Identify each line below that contains the word "serde", and copy it out.

----

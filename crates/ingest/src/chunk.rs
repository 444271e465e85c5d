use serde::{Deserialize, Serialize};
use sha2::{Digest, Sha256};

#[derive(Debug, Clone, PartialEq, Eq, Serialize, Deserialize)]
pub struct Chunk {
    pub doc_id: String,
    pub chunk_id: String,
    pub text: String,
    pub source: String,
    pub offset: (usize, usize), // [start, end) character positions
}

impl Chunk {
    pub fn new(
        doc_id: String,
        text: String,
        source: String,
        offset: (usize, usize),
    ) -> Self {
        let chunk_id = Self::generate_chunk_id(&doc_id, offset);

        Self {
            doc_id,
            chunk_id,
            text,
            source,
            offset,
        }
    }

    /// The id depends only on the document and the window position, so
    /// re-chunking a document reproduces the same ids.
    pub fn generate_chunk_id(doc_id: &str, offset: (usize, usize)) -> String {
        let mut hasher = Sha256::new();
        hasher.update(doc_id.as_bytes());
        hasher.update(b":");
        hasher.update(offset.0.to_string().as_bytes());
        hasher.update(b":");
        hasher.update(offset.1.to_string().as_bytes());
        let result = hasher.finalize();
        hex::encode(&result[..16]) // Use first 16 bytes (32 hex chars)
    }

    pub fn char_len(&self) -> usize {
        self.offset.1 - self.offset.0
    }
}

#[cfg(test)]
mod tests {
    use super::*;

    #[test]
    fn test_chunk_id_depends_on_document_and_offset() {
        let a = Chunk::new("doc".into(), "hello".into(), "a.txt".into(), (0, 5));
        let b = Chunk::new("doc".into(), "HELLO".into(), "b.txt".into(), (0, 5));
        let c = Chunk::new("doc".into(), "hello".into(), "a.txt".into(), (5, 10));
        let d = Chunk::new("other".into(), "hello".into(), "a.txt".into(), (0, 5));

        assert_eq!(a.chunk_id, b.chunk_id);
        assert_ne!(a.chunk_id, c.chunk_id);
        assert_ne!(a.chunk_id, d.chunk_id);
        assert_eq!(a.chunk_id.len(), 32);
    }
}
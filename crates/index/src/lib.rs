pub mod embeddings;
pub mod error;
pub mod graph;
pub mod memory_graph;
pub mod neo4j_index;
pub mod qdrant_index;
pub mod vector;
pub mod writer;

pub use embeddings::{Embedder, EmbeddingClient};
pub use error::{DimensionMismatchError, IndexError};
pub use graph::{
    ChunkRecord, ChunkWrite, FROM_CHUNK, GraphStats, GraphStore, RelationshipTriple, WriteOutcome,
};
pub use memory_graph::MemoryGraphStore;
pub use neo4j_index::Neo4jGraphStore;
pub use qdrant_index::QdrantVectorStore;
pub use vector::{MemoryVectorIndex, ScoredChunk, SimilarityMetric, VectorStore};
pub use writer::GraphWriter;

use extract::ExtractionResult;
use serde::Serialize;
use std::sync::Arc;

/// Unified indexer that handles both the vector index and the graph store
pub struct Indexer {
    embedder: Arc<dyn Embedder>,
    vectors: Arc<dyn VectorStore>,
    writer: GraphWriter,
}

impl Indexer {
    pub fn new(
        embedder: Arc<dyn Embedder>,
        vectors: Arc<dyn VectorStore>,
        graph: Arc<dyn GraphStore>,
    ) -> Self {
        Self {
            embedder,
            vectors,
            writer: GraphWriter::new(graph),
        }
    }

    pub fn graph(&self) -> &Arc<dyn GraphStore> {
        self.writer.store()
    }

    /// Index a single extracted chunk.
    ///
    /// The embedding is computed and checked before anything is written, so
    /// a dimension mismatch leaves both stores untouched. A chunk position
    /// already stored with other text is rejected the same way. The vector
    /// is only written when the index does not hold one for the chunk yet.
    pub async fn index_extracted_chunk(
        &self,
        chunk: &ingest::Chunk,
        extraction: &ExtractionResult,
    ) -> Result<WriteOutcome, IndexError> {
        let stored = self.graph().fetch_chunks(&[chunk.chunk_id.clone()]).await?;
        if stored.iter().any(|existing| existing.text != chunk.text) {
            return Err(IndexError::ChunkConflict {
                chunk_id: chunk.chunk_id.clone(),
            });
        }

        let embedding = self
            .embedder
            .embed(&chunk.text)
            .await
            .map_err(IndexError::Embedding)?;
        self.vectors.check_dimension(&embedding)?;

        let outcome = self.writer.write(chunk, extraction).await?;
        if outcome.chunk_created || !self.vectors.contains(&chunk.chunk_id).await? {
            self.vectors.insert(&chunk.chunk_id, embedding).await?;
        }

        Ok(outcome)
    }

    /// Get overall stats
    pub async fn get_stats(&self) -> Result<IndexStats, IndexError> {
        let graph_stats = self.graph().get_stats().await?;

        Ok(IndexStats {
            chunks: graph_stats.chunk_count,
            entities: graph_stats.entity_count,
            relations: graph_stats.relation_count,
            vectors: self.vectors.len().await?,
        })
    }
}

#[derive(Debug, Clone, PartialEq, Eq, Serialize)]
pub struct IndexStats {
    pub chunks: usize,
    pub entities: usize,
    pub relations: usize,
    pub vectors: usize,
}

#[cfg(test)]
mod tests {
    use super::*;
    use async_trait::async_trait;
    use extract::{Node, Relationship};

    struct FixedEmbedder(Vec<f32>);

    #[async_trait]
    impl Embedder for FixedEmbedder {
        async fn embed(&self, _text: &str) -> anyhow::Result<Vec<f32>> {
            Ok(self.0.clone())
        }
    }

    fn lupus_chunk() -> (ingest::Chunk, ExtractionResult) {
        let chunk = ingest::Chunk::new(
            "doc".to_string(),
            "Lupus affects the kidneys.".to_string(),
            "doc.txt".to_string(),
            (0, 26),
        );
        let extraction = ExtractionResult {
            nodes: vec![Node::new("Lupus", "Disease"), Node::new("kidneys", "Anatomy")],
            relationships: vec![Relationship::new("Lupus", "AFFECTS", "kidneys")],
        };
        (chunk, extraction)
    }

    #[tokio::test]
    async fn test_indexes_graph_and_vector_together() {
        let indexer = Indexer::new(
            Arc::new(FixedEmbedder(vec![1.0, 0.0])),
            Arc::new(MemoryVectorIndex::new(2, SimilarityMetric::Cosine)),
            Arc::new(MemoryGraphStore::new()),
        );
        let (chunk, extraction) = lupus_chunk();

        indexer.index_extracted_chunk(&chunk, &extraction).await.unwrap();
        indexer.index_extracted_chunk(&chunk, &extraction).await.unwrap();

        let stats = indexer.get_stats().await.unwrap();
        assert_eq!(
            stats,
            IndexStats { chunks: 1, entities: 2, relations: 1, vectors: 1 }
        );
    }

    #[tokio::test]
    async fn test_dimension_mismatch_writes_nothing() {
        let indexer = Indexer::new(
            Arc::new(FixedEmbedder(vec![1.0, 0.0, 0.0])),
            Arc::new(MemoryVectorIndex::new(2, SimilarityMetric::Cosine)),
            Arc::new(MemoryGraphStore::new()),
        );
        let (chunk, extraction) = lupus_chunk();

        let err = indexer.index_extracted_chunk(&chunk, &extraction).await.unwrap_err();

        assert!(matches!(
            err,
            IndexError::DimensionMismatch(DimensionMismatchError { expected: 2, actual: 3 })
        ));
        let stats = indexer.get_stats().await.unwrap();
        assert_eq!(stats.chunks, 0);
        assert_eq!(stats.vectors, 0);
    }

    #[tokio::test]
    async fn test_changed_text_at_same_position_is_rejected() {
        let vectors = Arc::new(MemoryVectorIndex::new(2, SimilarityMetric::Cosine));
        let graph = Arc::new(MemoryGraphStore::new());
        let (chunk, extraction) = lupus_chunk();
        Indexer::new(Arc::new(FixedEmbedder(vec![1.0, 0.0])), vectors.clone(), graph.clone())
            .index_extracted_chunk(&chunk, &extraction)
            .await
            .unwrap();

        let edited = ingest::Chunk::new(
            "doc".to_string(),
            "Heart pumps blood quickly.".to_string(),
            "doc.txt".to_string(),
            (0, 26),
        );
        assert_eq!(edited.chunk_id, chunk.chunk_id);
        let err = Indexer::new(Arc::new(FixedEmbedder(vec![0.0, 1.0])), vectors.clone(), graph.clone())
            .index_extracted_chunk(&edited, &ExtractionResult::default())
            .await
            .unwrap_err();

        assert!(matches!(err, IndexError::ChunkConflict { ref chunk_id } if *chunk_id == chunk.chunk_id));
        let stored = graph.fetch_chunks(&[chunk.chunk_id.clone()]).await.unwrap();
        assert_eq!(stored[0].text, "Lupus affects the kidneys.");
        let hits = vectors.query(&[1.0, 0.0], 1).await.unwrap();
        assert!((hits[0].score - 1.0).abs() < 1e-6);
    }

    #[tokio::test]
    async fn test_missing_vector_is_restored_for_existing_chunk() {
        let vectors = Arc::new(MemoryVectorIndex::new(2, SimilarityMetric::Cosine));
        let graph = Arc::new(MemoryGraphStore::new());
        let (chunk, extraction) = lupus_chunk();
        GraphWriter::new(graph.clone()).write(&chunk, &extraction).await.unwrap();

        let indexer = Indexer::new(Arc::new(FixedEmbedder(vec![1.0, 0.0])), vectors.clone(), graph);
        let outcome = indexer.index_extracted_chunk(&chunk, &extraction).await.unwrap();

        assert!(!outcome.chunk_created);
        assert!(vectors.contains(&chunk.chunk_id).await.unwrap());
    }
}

----

[ANSWER BOX]
use serde::{Deserialize, Serialize};
use serde::Serialize;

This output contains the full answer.